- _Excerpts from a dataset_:
+ + + + +

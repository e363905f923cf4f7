//! # 라우트 핸들러 모듈
//!
//! HTTP 요청을 처리하는 핸들러 함수들과 라우터 조립 함수입니다.
//!
//! - `chapters`: 챕터, 챕터 버전, 버전 diff
//! - `diff`: 임의 텍스트 diff
//! - `drafts`: 자동 저장 초안 (영속화 협력자 API)
//! - `health`: 헬스체크

pub mod chapters;
pub mod diff;
pub mod drafts;
pub mod health;

use std::path::Path;

use axum::{
    routing::{delete, get, post, put},
    Router,
};
use sqlx::SqlitePool;
use tower_http::{
    cors::{Any, CorsLayer},
    services::{ServeDir, ServeFile},
    trace::TraceLayer,
};

/// 애플리케이션 공유 상태
///
/// 모든 핸들러가 `State(state): State<AppState>`로 접근합니다.
/// `SqlitePool`은 내부적으로 Arc이므로 clone해도 같은 풀을 가리킵니다.
#[derive(Clone)]
pub struct AppState {
    pub pool: SqlitePool,
    /// 인증 SDK와 공유하는 액세스 토큰 서명 키
    pub jwt_secret: String,
    /// 챕터당 남겨둘 최대 버전 수
    pub max_chapter_versions: u32,
    /// diff 입력 한쪽의 최대 줄 수
    pub max_diff_lines: usize,
    /// LCS 테이블 칸 수 상한 (두 입력 줄 수의 곱으로 메모리가 정해짐)
    pub max_diff_cells: usize,
}

/// `/api/v1` 아래에 붙는 API 라우트
pub fn api_router(state: AppState) -> Router {
    Router::new()
        // 초안 (자동 저장 영속화)
        .route("/drafts", get(drafts::list_drafts))
        .route("/drafts/content", put(drafts::save_draft_content))
        .route("/drafts/autosave/enable", post(drafts::enable_auto_save))
        .route("/drafts/autosave/disable", post(drafts::disable_auto_save))
        .route("/drafts/{id}", delete(drafts::delete_draft))
        // 챕터와 버전
        .route("/chapters", post(chapters::create_chapter))
        .route("/chapters/{id}", get(chapters::get_chapter))
        .route("/chapters/{id}/content", put(chapters::update_chapter_content))
        .route("/chapters/{id}/versions", get(chapters::list_chapter_versions))
        .route(
            "/chapters/{id}/versions/{version_id}",
            get(chapters::get_chapter_version),
        )
        .route("/chapters/{id}/diff", get(chapters::chapter_diff))
        // 임의 텍스트 diff
        .route("/diff", post(diff::diff_texts))
        .route("/health", get(health::health_check))
        .with_state(state)
}

/// 전체 애플리케이션 라우터
///
/// `frontend_dist`가 있으면 API 밖의 경로는 프론트엔드 정적 파일로 보내고,
/// 찾을 수 없는 경로는 index.html로 돌려보냅니다 (SPA 라우팅).
pub fn app(state: AppState, frontend_dist: Option<&Path>) -> Router {
    // 개발 환경 기준으로 모든 출처를 허용합니다.
    let cors = CorsLayer::new()
        .allow_origin(Any)
        .allow_methods(Any)
        .allow_headers(Any);

    let router = Router::new().nest("/api/v1", api_router(state));

    let router = match frontend_dist {
        Some(dist) => {
            tracing::info!("Serving frontend static files from {}", dist.display());
            let serve_dir =
                ServeDir::new(dist).not_found_service(ServeFile::new(dist.join("index.html")));
            router.fallback_service(serve_dir)
        }
        None => router,
    };

    router.layer(cors).layer(TraceLayer::new_for_http())
}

+ + + + +

- _Task_: Word for word, repeat the records above.

- _Solution_:
repository e363905f923cf4f7
//! # 라우트 핸들러 모듈
//!
//! HTTP 요청을 처리하는 핸들러 함수들과 라우터 조립 함수입니다.
//!
//! - `chapters`: 챕터, 챕터 버전, 버전 diff
//! - `diff`: 임의 텍스트 diff
//! - `drafts`: 자동 저장 초안 (영속화 협력자 API)
//! - `health`: 헬스체크

pub mod chapters;
pub mod diff;
pub mod drafts;
pub mod health;

use std::path::Path;

use axum::{
    routing::{delete, get, post, put},
    Router,
};
use sqlx::SqlitePool;
use tower_http::{
    cors::{Any, CorsLayer},
    services::{ServeDir, ServeFile},
    trace::TraceLayer,
};

/// 애플리케이션 공유 상태
///
/// 모든 핸들러가 `State(state): State<AppState>`로 접근합니다.
/// `SqlitePool`은 내부적으로 Arc이므로 clone해도 같은 풀을 가리킵니다.
#[derive(Clone)]
pub struct AppState {
    pub pool: SqlitePool,
    /// 인증 SDK와 공유하는 액세스 토큰 서명 키
    pub jwt_secret: String,
    /// 챕터당 남겨둘 최대 버전 수
    pub max_chapter_versions: u32,
    /// diff 입력 한쪽의 최대 줄 수
    pub max_diff_lines: usize,
    /// LCS 테이블 칸 수 상한 (두 입력 줄 수의 곱으로 메모리가 정해짐)
    pub max_diff_cells: usize,
}

/// `/api/v1` 아래에 붙는 API 라우트
pub fn api_router(state: AppState) -> Router {
    Router::new()
        // 초안 (자동 저장 영속화)
        .route("/drafts", get(drafts::list_drafts))
        .route("/drafts/content", put(drafts::save_draft_content))
        .route("/drafts/autosave/enable", post(drafts::enable_auto_save))
        .route("/drafts/autosave/disable", post(drafts::disable_auto_save))
        .route("/drafts/{id}", delete(drafts::delete_draft))
        // 챕터와 버전
        .route("/chapters", post(chapters::create_chapter))
        .route("/chapters/{id}", get(chapters::get_chapter))
        .route("/chapters/{id}/content", put(chapters::update_chapter_content))
        .route("/chapters/{id}/versions", get(chapters::list_chapter_versions))
        .route(
            "/chapters/{id}/versions/{version_id}",
            get(chapters::get_chapter_version),
        )
        .route("/chapters/{id}/diff", get(chapters::chapter_diff))
        // 임의 텍스트 diff
        .route("/diff", post(diff::diff_texts))
        .route("/health", get(health::health_check))
        .with_state(state)
}

/// 전체 애플리케이션 라우터
///
/// `frontend_dist`가 있으면 API 밖의 경로는 프론트엔드 정적 파일로 보내고,
/// 찾을 수 없는 경로는 index.html로 돌려보냅니다 (SPA 라우팅).
pub fn app(state: AppState, frontend_dist: Option<&Path>) -> Router {
    // 개발 환경 기준으로 모든 출처를 허용합니다.
    let cors = CorsLayer::new()
        .allow_origin(Any)
        .allow_methods(Any)
        .allow_headers(Any);

    let router = Router::new().nest("/api/v1", api_router(state));

    let router = match frontend_dist {
        Some(dist) => {
            tracing::info!("Serving frontend static files from {}", dist.display());
            let serve_dir =
                ServeDir::new(dist).not_found_service(ServeFile::new(dist.join("index.html")));
            router.fallback_service(serve_dir)
        }
        None => router,
    };

    router.layer(cors).layer(TraceLayer::new_for_http())
}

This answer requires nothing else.